RAB is re-rating catalyst. Malaysia Aviation Commission (MAVCOM) reaffirmed the implementation of Regulated Base Asset (RAB) model framework-led tariff on aeronautical charges or Passenger Service Charge (PSC) for Malaysia Airports Holdings Berhad (MAHB) and reiterated its stance as having statutory right to set the PSC due to be implemented for FY20 to FY22 with a WACC of 10.88%.

We raise our FY19E/FY20E net profit by 13%/5%. Hence, we upgrade our FY19E/FY20E net profit by 13%/5% as we assumed a profit of RM40m/RM50m in Turkey compared to a loss of RM50m/RM30m previously.

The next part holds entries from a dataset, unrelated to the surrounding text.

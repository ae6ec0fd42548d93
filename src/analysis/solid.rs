use crate::analysis::{AnalysisContext, Analyzer, AnalyzerError};
use crate::config::Config;
use crate::model::{
    Category, ClassDefinition, ConditionalChain, Layer, ParsedFile, Severity, Violation,
};
use rayon::prelude::*;
use regex::Regex;
use std::sync::LazyLock;

static TYPE_LIKE_DISCRIMINANT: LazyLock<Regex> = LazyLock::new(|| {
    Regex::new(
        r"(?i)(type|kind|mode|strategy|format|action|category|variant|provider|channel|command|\bop\b)",
    )
    .expect("valid discriminant regex")
});

pub struct SolidAnalyzer;

impl Analyzer for SolidAnalyzer {
    fn name(&self) -> &'static str {
        "solid"
    }

    fn analyze(&self, ctx: &AnalysisContext) -> Result<Vec<Violation>, AnalyzerError> {
        let dip = dip_pattern(&ctx.config.dip_markers).map_err(|e| AnalyzerError::Internal {
            analyzer: self.name().to_string(),
            message: format!("invalid DIP marker pattern: {}", e),
        })?;

        let violations = ctx
            .files
            .par_iter()
            .filter(|f| f.ok())
            .flat_map_iter(|file| {
                let mut found = detect_srp(file, ctx.config);
                found.extend(detect_ocp(file, ctx.config));
                found.extend(detect_lsp(file));
                found.extend(detect_isp(file, ctx.config));
                if let Some(dip) = &dip {
                    found.extend(detect_dip(file, ctx.config, dip));
                }
                found
            })
            .collect();
        Ok(violations)
    }
}

/// Share of method pairs that touch no common instance field.
///
/// 0.0 when every pair shares a field, 1.0 when none do. Classes with fewer
/// than two methods, or whose methods touch no fields at all, count as cohesive.
pub fn lcom(class: &ClassDefinition) -> f64 {
    let fields: Vec<_> = class
        .methods
        .iter()
        .filter(|m| !m.is_static && !m.is_abstract)
        .map(|m| &m.instance_fields)
        .collect();

    if fields.len() < 2 || fields.iter().all(|f| f.is_empty()) {
        return 0.0;
    }

    let mut sharing = 0usize;
    let mut total = 0usize;
    for i in 0..fields.len() {
        for j in (i + 1)..fields.len() {
            total += 1;
            if fields[i].intersection(fields[j]).next().is_some() {
                sharing += 1;
            }
        }
    }
    1.0 - sharing as f64 / total as f64
}

pub fn detect_srp(file: &ParsedFile, config: &Config) -> Vec<Violation> {
    let t = &config.thresholds;
    let mut violations = Vec::new();

    for class in &file.result.classes {
        let loc = class.loc();
        if loc > t.max_class_loc {
            violations.push(
                Violation::new(
                    "SRP-001",
                    Category::Solid,
                    Severity::High,
                    format!("God Class: {}", class.name),
                    file.path(),
                )
                .at_line(class.start_line)
                .describe(format!(
                    "Class `{}` spans {} lines (limit {}), a sign it carries more than one responsibility.",
                    class.name, loc, t.max_class_loc
                ))
                .recommend("Split the class along its responsibilities into smaller collaborating classes.")
                .detail("class", &class.name)
                .detail("loc", loc)
                .detail("threshold", t.max_class_loc),
            );
        }

        if class.method_count > t.max_method_count {
            violations.push(
                Violation::new(
                    "SRP-002",
                    Category::Solid,
                    Severity::Medium,
                    format!("Too many methods: {}", class.name),
                    file.path(),
                )
                .at_line(class.start_line)
                .describe(format!(
                    "Class `{}` defines {} methods (limit {}).",
                    class.name, class.method_count, t.max_method_count
                ))
                .recommend("Group related methods and extract them into dedicated classes.")
                .detail("class", &class.name)
                .detail("method_count", class.method_count)
                .detail("threshold", t.max_method_count),
            );
        }

        if class.is_interface {
            continue;
        }
        let score = lcom(class);
        if score > t.lcom_threshold {
            violations.push(
                Violation::new(
                    "SRP-003",
                    Category::Solid,
                    Severity::Medium,
                    format!("Low cohesion: {}", class.name),
                    file.path(),
                )
                .at_line(class.start_line)
                .describe(format!(
                    "Methods of `{}` rarely share instance fields (LCOM {:.2}, limit {:.2}).",
                    class.name, score, t.lcom_threshold
                ))
                .recommend("Move methods that use disjoint fields into separate classes.")
                .detail("class", &class.name)
                .detail("lcom", format!("{:.2}", score)),
            );
        }
    }

    violations
}

/// A chain that dispatches on a type, kind or tag rather than on data.
pub fn is_type_like_chain(chain: &ConditionalChain) -> bool {
    chain.uses_type_check
        || (chain.discriminant.is_some() && chain.compares_literals)
        || chain
            .discriminant
            .as_deref()
            .is_some_and(|d| TYPE_LIKE_DISCRIMINANT.is_match(d))
}

/// One violation per threshold crossed, so a growing switch keeps surfacing.
pub fn detect_ocp(file: &ParsedFile, config: &Config) -> Vec<Violation> {
    let threshold = config.thresholds.strategy_branch_threshold;
    let mut violations = Vec::new();

    for chain in &file.result.conditional_chains {
        if chain.branch_count < threshold || !is_type_like_chain(chain) {
            continue;
        }
        let subject = chain.discriminant.as_deref().unwrap_or("a type tag");
        for crossed in threshold..=chain.branch_count {
            violations.push(
                Violation::new(
                    "OCP-001",
                    Category::Solid,
                    Severity::Medium,
                    format!("Type switch reached {} branches", crossed),
                    file.path(),
                )
                .at_line(chain.line)
                .describe(format!(
                    "Conditional on `{}` has {} branches; each new variant means editing this code.",
                    subject, chain.branch_count
                ))
                .recommend("Replace the branches with polymorphism or a strategy lookup table.")
                .detail("branches", chain.branch_count)
                .detail("threshold", crossed),
            );
        }
    }

    violations
}

pub fn detect_lsp(file: &ParsedFile) -> Vec<Violation> {
    let mut violations = Vec::new();

    for class in &file.result.classes {
        if !class.is_subclass() || class.is_interface {
            continue;
        }
        for method in &class.methods {
            if !method.raises_not_implemented || method.is_abstract {
                continue;
            }
            violations.push(
                Violation::new(
                    "LSP-001",
                    Category::Solid,
                    Severity::High,
                    format!("Refused bequest: {}.{}", class.name, method.name),
                    file.path(),
                )
                .at_line(method.start_line)
                .describe(format!(
                    "`{}` extends {} but `{}` unconditionally raises not-implemented, so it cannot stand in for its base.",
                    class.name,
                    class.bases.join(", "),
                    method.name
                ))
                .recommend("Implement the method, or stop inheriting behavior the subclass cannot honor.")
                .detail("class", &class.name)
                .detail("method", &method.name),
            );
        }
    }

    violations
}

pub fn detect_isp(file: &ParsedFile, config: &Config) -> Vec<Violation> {
    let t = &config.thresholds;
    let mut violations = Vec::new();

    for class in &file.result.classes {
        if class.method_count > t.fat_interface_methods {
            violations.push(
                Violation::new(
                    "ISP-001",
                    Category::Solid,
                    Severity::Medium,
                    format!("Fat interface: {}", class.name),
                    file.path(),
                )
                .at_line(class.start_line)
                .describe(format!(
                    "`{}` exposes {} methods (limit {}); clients depend on more than they use.",
                    class.name, class.method_count, t.fat_interface_methods
                ))
                .recommend("Split the interface into smaller role interfaces.")
                .detail("class", &class.name)
                .detail("method_count", class.method_count),
            );
        }

        if !class.is_subclass() {
            continue;
        }
        let stubs: Vec<&str> = class
            .methods
            .iter()
            .filter(|m| m.is_stub && !m.is_abstract && !m.is_constructor())
            .map(|m| m.name.as_str())
            .collect();
        if stubs.len() >= t.stub_method_min {
            violations.push(
                Violation::new(
                    "ISP-002",
                    Category::Solid,
                    Severity::Low,
                    format!("Stubbed overrides: {}", class.name),
                    file.path(),
                )
                .at_line(class.start_line)
                .describe(format!(
                    "`{}` leaves {} inherited methods empty: {}.",
                    class.name,
                    stubs.len(),
                    stubs.join(", ")
                ))
                .recommend("Depend on a narrower interface that only declares what this class supports.")
                .detail("class", &class.name)
                .detail("stubs", stubs.join(",")),
            );
        }
    }

    violations
}

/// Marker regex matched against import path segments, `None` when no usable
/// marker is configured.
pub fn dip_pattern(markers: &[String]) -> Result<Option<Regex>, regex::Error> {
    let alternatives: Vec<String> = markers
        .iter()
        .map(|m| m.trim())
        .filter(|m| !m.is_empty())
        .map(regex::escape)
        .collect();
    if alternatives.is_empty() {
        return Ok(None);
    }
    Regex::new(&format!(
        r"(?i)(^|[./\-_@])({})($|[./\-_])",
        alternatives.join("|")
    ))
    .map(Some)
}

pub fn detect_dip(file: &ParsedFile, config: &Config, pattern: &Regex) -> Vec<Violation> {
    if config.layers.classify(file.path()) == Some(Layer::Data) {
        return Vec::new();
    }

    file.result
        .imports
        .iter()
        .filter(|import| pattern.is_match(&import.module_path))
        .map(|import| {
            Violation::new(
                "DIP-001",
                Category::Solid,
                Severity::Medium,
                format!("Concrete dependency: {}", import.module_path),
                file.path(),
            )
            .at_line(import.line)
            .describe(format!(
                "Imports low-level module `{}` directly instead of depending on an abstraction.",
                import.module_path
            ))
            .recommend("Depend on an interface and inject the concrete client from the composition root.")
            .detail("import", &import.module_path)
        })
        .collect()
}
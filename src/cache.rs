//! Parse-result cache keyed by `(file_path, sha256(content))`.
//!
//! The pipeline reads the cache while parsing and writes each miss once
//! afterwards, so implementations only need interior mutability for `put`.

use crate::model::ParseResult;
use serde::{Deserialize, Serialize};
use sha2::{Digest, Sha256};
use std::collections::HashMap;
use std::path::{Path, PathBuf};
use std::sync::RwLock;
use thiserror::Error;
use tracing::{debug, warn};

pub const CACHE_FILE: &str = ".archaudit-cache.json";

/// Bumped whenever `ParseResult` changes shape.
const CACHE_VERSION: u32 = 1;

#[derive(Debug, Error)]
pub enum CacheError {
    #[error("Failed to access cache file: {0}")]
    Io(#[from] std::io::Error),
    #[error("Failed to encode cache: {0}")]
    Json(#[from] serde_json::Error),
}

pub fn content_hash(content: &[u8]) -> String {
    hex::encode(Sha256::digest(content))
}

pub trait ParseCache: Send + Sync {
    fn get(&self, path: &Path, hash: &str) -> Option<ParseResult>;
    fn put(&self, path: &Path, hash: &str, result: &ParseResult);
}

/// Always misses.
pub struct NoCache;

impl ParseCache for NoCache {
    fn get(&self, _path: &Path, _hash: &str) -> Option<ParseResult> {
        None
    }

    fn put(&self, _path: &Path, _hash: &str, _result: &ParseResult) {}
}

#[derive(Default)]
pub struct MemoryCache {
    entries: RwLock<HashMap<PathBuf, (String, ParseResult)>>,
}

impl MemoryCache {
    pub fn new() -> Self {
        Self::default()
    }

    pub fn len(&self) -> usize {
        self.entries.read().map(|e| e.len()).unwrap_or(0)
    }

    pub fn is_empty(&self) -> bool {
        self.len() == 0
    }
}

impl ParseCache for MemoryCache {
    fn get(&self, path: &Path, hash: &str) -> Option<ParseResult> {
        let entries = self.entries.read().ok()?;
        entries
            .get(path)
            .filter(|(stored, _)| stored == hash)
            .map(|(_, result)| result.clone())
    }

    fn put(&self, path: &Path, hash: &str, result: &ParseResult) {
        if let Ok(mut entries) = self.entries.write() {
            entries.insert(path.to_path_buf(), (hash.to_string(), result.clone()));
        }
    }
}

#[derive(Serialize, Deserialize)]
struct CacheDocument {
    version: u32,
    entries: Vec<CacheEntry>,
}

#[derive(Serialize, Deserialize)]
struct CacheEntry {
    file_path: PathBuf,
    hash: String,
    result: ParseResult,
}

/// A `MemoryCache` persisted as one JSON document between runs.
pub struct JsonFileCache {
    path: PathBuf,
    inner: MemoryCache,
}

impl JsonFileCache {
    /// Load the cache file. A missing, stale or unreadable file starts empty.
    pub fn load(path: impl Into<PathBuf>) -> Self {
        let path = path.into();
        let inner = MemoryCache::new();

        match std::fs::read_to_string(&path) {
            Ok(content) => match serde_json::from_str::<CacheDocument>(&content) {
                Ok(doc) if doc.version == CACHE_VERSION => {
                    for entry in doc.entries {
                        inner.put(&entry.file_path, &entry.hash, &entry.result);
                    }
                    debug!(path = %path.display(), entries = inner.len(), "loaded parse cache");
                }
                Ok(doc) => {
                    debug!(found = doc.version, expected = CACHE_VERSION, "discarding stale parse cache");
                }
                Err(e) => warn!(path = %path.display(), error = %e, "ignoring corrupt parse cache"),
            },
            Err(e) if e.kind() == std::io::ErrorKind::NotFound => {}
            Err(e) => warn!(path = %path.display(), error = %e, "could not read parse cache"),
        }

        Self { path, inner }
    }

    pub fn len(&self) -> usize {
        self.inner.len()
    }

    pub fn is_empty(&self) -> bool {
        self.inner.is_empty()
    }

    pub fn flush(&self) -> Result<(), CacheError> {
        let mut entries: Vec<CacheEntry> = match self.inner.entries.read() {
            Ok(map) => map
                .iter()
                .map(|(file_path, (hash, result))| CacheEntry {
                    file_path: file_path.clone(),
                    hash: hash.clone(),
                    result: result.clone(),
                })
                .collect(),
            Err(_) => return Ok(()),
        };
        entries.sort_by(|a, b| a.file_path.cmp(&b.file_path));

        let doc = CacheDocument {
            version: CACHE_VERSION,
            entries,
        };
        std::fs::write(&self.path, serde_json::to_string(&doc)?)?;
        Ok(())
    }
}

impl ParseCache for JsonFileCache {
    fn get(&self, path: &Path, hash: &str) -> Option<ParseResult> {
        self.inner.get(path, hash)
    }

    fn put(&self, path: &Path, hash: &str, result: &ParseResult) {
        self.inner.put(path, hash, result)
    }
}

Reiterate OP. Correspondingly, our TP is raised from RM9.50 to RM9.90 based on unchanged 22x FY20E EPS (at 5-year historical forward mean) which is at a 20% discount to regional peers’ average to reflect MAHB’s relatively smaller market capitalisation. We like MAHB as an attractive proxy play on the propensity for air travel in the region due to rising per capita income and it is also well-entrenched because of its monopolistic position. Reiterate Outperform.

Risks to our call include: (i) lower-than-expected passenger growth, and (ii) weaker-than-expected WACC from the RAB.